What this blog is for:

My blog is not to help survivors recover, it is to have the 10 million yearly stroke survivors light fires underneath their doctors, stroke hospitals and stroke researchers to get stroke solved. 100% recovery. The stroke medical world is completely failing at that goal, they don't even have it as a goal. Shortly after getting out of the hospital and getting NO information on the process or protocols of stroke rehabilitation and recovery I started searching on the internet and found that no other survivor received useful information. This is an attempt to cover all stroke rehabilitation information that should be readily available to survivors so they can talk with informed knowledge to their medical staff. It lays out what needs to be done to get stroke survivors closer to 100% recovery. It's quite disgusting that this information is not available from every stroke association and doctors group.

Saturday, March 18, 2023

Analysis of the Impacts of Task-oriented Backward Walking Training on the Gross Motor Function and Balance Ability of Children with Hemiparesis

All this information out there on backward walking and no one in stroke is smart enough to put this all together in a protocol?  WHAT STROKE 'LEADER' DO I REAM OUT FOR COMPLETE INCOMPETENCY? It took me 1 minute to find this.
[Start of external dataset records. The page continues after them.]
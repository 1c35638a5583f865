//! TOC 主分析器

use std::collections::HashMap;

use rust_decimal::Decimal;
use toc_calc::{PriorityRanker, RankedProduct, ResourceLoadAnalyzer};
use toc_core::{AnalysisConfig, AnalysisSummary, Catalog};

use crate::allocator::{Allocation, CapacityAllocator};
use crate::financial::FinancialSummarizer;
use crate::{AnalysisWarning, TocResult};

/// TOC 分析器：目錄 → 負荷分析 → 優先級排序 → 產能分配 → 財務彙總
pub struct TocOptimizer {
    config: AnalysisConfig,
}

impl TocOptimizer {
    /// 創建新的分析器
    pub fn new(config: AnalysisConfig) -> Self {
        Self { config }
    }

    /// 主分析入口
    ///
    /// 任一階段失敗即中止，不產生部分結果。
    pub fn optimize(&self, catalog: &Catalog) -> toc_core::Result<TocResult> {
        tracing::info!(
            "開始 TOC 分析：資源 {} 個，產品 {} 個",
            catalog.resources.len(),
            catalog.products.len()
        );

        let start_time = std::time::Instant::now();

        catalog.validate()?;

        // Step 1: 資源負荷與瓶頸識別
        tracing::debug!("Step 1: 資源負荷分析");
        let loads = ResourceLoadAnalyzer::analyze(catalog, &self.config)?;

        // Step 2: 優先級排序（無瓶頸時 C 視為零，優先級為 T 代理值）
        tracing::debug!("Step 2: 優先級排序");
        let ranked = PriorityRanker::rank(&catalog.products, loads.bottleneck_id(), &self.config)?;

        // Step 3: 產能分配
        tracing::debug!("Step 3: 產能分配");
        let allocation =
            CapacityAllocator::allocate(&ranked, &loads, &catalog.resources, &self.config)?;

        // Step 4: 財務彙總
        tracing::debug!("Step 4: 財務彙總");
        let financials =
            FinancialSummarizer::summarize(&allocation.rows, catalog.operating_expenses.as_ref())?;

        let reference = loads.reference();
        let summary = AnalysisSummary {
            bottleneck_id: loads.bottleneck_id().map(str::to_string),
            reference_resource_id: loads.reference_resource_id.clone(),
            reference_capacity: reference.map(|l| l.capacity).unwrap_or(0.0),
            max_load_factor: loads.max_load_factor,
            residual_capacity: allocation.residual_capacity,
            total_throughput: financials.total_throughput,
            total_operating_expense: financials.total_operating_expense,
            net_profit: financials.net_profit,
        };

        let warnings = Self::collect_warnings(&ranked, &allocation);

        let result = TocResult {
            run_id: uuid::Uuid::new_v4(),
            rows: allocation.rows,
            summary,
            loads,
            warnings,
            calculation_time_ms: Some(start_time.elapsed().as_millis()),
        };

        tracing::info!("TOC 分析完成，耗時 {:?}", start_time.elapsed());
        tracing::info!(
            "瓶頸: {}，總產銷貢獻: {}，淨利: {}",
            result.summary.bottleneck_label(),
            result.summary.total_throughput,
            result.summary.net_profit
        );

        Ok(result)
    }

    /// 產生產品層級的警告
    ///
    /// 分配表可能為目錄順序（無瓶頸）或排序順序，因此以產品ID對應排序結果。
    fn collect_warnings(ranked: &[RankedProduct<'_>], allocation: &Allocation) -> Vec<AnalysisWarning> {
        let positions: HashMap<&str, usize> = ranked
            .iter()
            .enumerate()
            .map(|(position, item)| (item.product_id(), position))
            .collect();

        let mut warnings = Vec::new();

        for row in &allocation.rows {
            let Some(&position) = positions.get(row.product_id.as_str()) else {
                continue;
            };
            let item = &ranked[position];
            let product_id = row.product_id.clone();

            if item.unit_throughput < Decimal::ZERO && row.allocated_units > 0.0 {
                warnings.push(AnalysisWarning::error(
                    product_id.clone(),
                    format!(
                        "單位產銷貢獻為負 ({})，分配 {} 單位將降低總產銷貢獻",
                        item.unit_throughput, row.allocated_units
                    ),
                ));
            } else if item.unit_throughput <= Decimal::ZERO {
                warnings.push(AnalysisWarning::warning(
                    product_id.clone(),
                    format!("單位產銷貢獻非正值: {}", item.unit_throughput),
                ));
            }

            if !row.is_fully_served() && row.allocated_units == 0.0 {
                warnings.push(AnalysisWarning::warning(
                    product_id.clone(),
                    format!("產能不足，未分配任何單位（未滿足需求 {}）", row.unmet_demand()),
                ));
            }

            if let Some(planned) = allocation.provisional.as_ref().and_then(|p| p.units.get(position)) {
                if row.allocated_units < *planned {
                    warnings.push(AnalysisWarning::info(
                        product_id,
                        format!(
                            "次要資源限制：由 {} 單位降為 {} 單位",
                            planned, row.allocated_units
                        ),
                    ));
                }
            }
        }

        for warning in &warnings {
            tracing::debug!("{:?} [{}] {}", warning.severity, warning.product_id, warning.message);
        }

        warnings
    }
}

impl Default for TocOptimizer {
    fn default() -> Self {
        Self::new(AnalysisConfig::default())
    }
}
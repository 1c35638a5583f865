//! # TOC Core
//!
//! 限制理論（TOC）產品組合分析的核心資料模型與類型定義

pub mod catalog;
pub mod config;
pub mod expense;
pub mod numeric;
pub mod plan;
pub mod product;
pub mod resource;

// Re-export 主要類型
pub use catalog::{Catalog, Dataset, DatasetInfo};
pub use config::AnalysisConfig;
pub use expense::{ExpenseEntry, OperatingExpenses};
pub use plan::{AllocationRow, AnalysisSummary};
pub use product::Product;
pub use resource::{Resource, WorkingCapacity};

/// TOC 分析錯誤類型
#[derive(Debug, thiserror::Error)]
pub enum TocError {
    #[error("資源 {resource_id} 的產能必須大於零，無法計算負荷係數")]
    ZeroCapacity { resource_id: String },

    #[error("產品 {product_id} 引用了未定義的資源: {resource_id}")]
    UnknownResourceReference {
        product_id: String,
        resource_id: String,
    },

    #[error("營運費用項目 {label} 格式錯誤: {reason}")]
    MalformedExpenseEntry { label: String, reason: String },

    #[error("無效的輸入資料: {0}")]
    InvalidInput(String),

    #[error("計算錯誤: {0}")]
    CalculationError(String),
}

pub type Result<T> = std::result::Result<T, TocError>;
Effect of backward walking treadmill training on walking capacity after stroke: a randomized clinical trial 2005

Effects of partial body weight support while training acute stroke patients to walk backwards on a treadmill-a controlled clinical trial using randomized allocation 2010

A backward walking training program to improve balance and mobility in acute stroke: a pilot randomized controlled trial 2018 

Comparison of forward walking and backward walking in stroke hemiplegia patients focusing on the paretic side 2017

 

Effect of backward walking treadmill training on walking capacity after stroke:a randomized clinical trial 2014

The latest here:

 Analysis of the Impacts of Task-oriented Backward Walking Training
on the Gross Motor Function and Balance Ability of Children with
Hemiparesis

Seung-Jun Oh, PT, PhD*1
*1Dept. of Physical Therapy, College of Nursing & Health, Kyungwoon University, Republic of Korea
Purpose  
This study would test if backward walking is an effective exercise program that helps the recovery of the function of children with hemiparesis by combining backward walking with taskoriented gait training Methods This study was conducted from June 6 through July 15, 2022. After asking the child and guardians for consent to research, evaluation and exercise intervention were applied. The same evaluation (GMFM: Gross Motor Function Measure, PBS:
Pediatric Balance Scale) was conducted in 4 weeks, 8 weeks, and 12 weeks after the first intervention to finish the research.  
Result  
After task oriented backward walking training, gradual ascending trends could be found in pre-evaluation, evaluation after 4 weeks, evaluation after 8 weeks, and evaluation after 12 weeks of Items GMFMC, D, E, and Total, and especially, there were more improvements in Items D and E deeply related to walking ability than in Item C.
Conclusion 
To sum up the above results, it is judged that taskoriented backward walking training has positive impacts on the indicators related to the walking ability of the exercise functions of children with hemiparesis.  
Conclusion  
After taskoriented backward walking training, gradual ascending trends could be found in preevaluation, evaluation after 4 weeks, evaluation after 8 weeks, and evaluation after 12 weeks of Items GMFMC, D, E, and Total, and especially, there were more improvements in Items D and E deeply related to walking ability than in Item C. The improvement of lower limb function led to that of balance ability, and it was possible to see an improvement in PBS score as well.